***** Records for this exercise

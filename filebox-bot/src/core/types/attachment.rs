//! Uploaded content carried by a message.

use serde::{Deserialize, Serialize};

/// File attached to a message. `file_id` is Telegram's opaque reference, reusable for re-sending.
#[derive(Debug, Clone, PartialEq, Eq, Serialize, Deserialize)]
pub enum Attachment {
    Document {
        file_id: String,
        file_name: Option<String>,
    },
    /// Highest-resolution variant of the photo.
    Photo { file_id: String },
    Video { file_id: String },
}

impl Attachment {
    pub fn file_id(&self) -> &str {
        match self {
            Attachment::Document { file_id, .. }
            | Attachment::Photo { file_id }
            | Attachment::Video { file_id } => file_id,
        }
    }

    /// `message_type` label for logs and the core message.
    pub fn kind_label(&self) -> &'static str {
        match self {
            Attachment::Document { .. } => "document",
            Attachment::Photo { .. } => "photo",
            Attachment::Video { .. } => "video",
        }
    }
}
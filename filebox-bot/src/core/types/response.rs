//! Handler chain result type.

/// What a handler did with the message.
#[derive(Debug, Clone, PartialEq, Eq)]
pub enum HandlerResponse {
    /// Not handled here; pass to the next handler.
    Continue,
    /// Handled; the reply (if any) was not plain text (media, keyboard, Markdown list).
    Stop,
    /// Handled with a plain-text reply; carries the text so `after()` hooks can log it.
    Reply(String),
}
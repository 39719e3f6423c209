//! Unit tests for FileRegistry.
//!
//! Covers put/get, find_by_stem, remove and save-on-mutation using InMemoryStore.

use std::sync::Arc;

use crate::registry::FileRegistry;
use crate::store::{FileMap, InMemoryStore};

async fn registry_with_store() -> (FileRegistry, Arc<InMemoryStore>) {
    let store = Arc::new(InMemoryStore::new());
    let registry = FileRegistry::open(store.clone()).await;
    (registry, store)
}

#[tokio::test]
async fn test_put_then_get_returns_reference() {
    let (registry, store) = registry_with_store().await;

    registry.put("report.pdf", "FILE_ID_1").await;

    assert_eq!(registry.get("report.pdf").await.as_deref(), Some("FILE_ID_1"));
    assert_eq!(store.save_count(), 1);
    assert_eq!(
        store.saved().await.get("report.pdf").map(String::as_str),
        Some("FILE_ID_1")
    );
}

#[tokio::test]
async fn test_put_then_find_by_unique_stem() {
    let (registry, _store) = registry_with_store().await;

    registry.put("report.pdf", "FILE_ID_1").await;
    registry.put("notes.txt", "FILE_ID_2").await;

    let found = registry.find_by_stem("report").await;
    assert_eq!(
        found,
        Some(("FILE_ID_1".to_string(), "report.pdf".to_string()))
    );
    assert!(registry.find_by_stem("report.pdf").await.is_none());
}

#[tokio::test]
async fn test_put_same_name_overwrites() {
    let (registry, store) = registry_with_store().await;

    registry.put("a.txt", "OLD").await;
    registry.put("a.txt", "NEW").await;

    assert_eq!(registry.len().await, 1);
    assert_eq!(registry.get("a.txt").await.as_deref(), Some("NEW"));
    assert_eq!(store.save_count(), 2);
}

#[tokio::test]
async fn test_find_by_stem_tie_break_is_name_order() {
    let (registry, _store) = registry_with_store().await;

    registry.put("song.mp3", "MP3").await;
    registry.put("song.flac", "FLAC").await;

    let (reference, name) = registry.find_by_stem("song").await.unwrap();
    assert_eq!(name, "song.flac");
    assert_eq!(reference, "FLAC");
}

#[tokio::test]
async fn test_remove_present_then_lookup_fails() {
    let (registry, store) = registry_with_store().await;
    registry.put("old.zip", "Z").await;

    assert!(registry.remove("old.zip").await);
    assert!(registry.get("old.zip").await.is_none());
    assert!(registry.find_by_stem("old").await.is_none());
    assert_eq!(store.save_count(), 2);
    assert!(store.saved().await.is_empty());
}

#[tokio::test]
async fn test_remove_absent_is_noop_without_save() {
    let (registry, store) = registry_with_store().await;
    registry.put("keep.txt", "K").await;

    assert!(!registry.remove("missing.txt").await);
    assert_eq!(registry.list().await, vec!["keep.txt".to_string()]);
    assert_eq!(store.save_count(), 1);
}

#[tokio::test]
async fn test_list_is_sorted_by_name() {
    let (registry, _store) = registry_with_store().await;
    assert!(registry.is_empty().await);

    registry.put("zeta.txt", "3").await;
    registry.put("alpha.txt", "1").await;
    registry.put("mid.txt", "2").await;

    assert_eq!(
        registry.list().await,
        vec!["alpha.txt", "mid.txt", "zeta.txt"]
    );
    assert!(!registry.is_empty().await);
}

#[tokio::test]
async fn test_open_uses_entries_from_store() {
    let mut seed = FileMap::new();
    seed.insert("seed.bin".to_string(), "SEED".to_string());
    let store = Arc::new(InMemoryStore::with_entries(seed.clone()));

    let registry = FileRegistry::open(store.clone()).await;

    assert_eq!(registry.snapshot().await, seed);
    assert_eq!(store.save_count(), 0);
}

**********

__Exercise__
Output only the lines from the one holding "async fn test_open_uses_entries_from_store()" through the last line above, exactly as they appear.

__Your solution__
async fn test_open_uses_entries_from_store() {
    let mut seed = FileMap::new();
    seed.insert("seed.bin".to_string(), "SEED".to_string());
    let store = Arc::new(InMemoryStore::with_entries(seed.clone()));

    let registry = FileRegistry::open(store.clone()).await;

    assert_eq!(registry.snapshot().await, seed);
    assert_eq!(store.save_count(), 0);
}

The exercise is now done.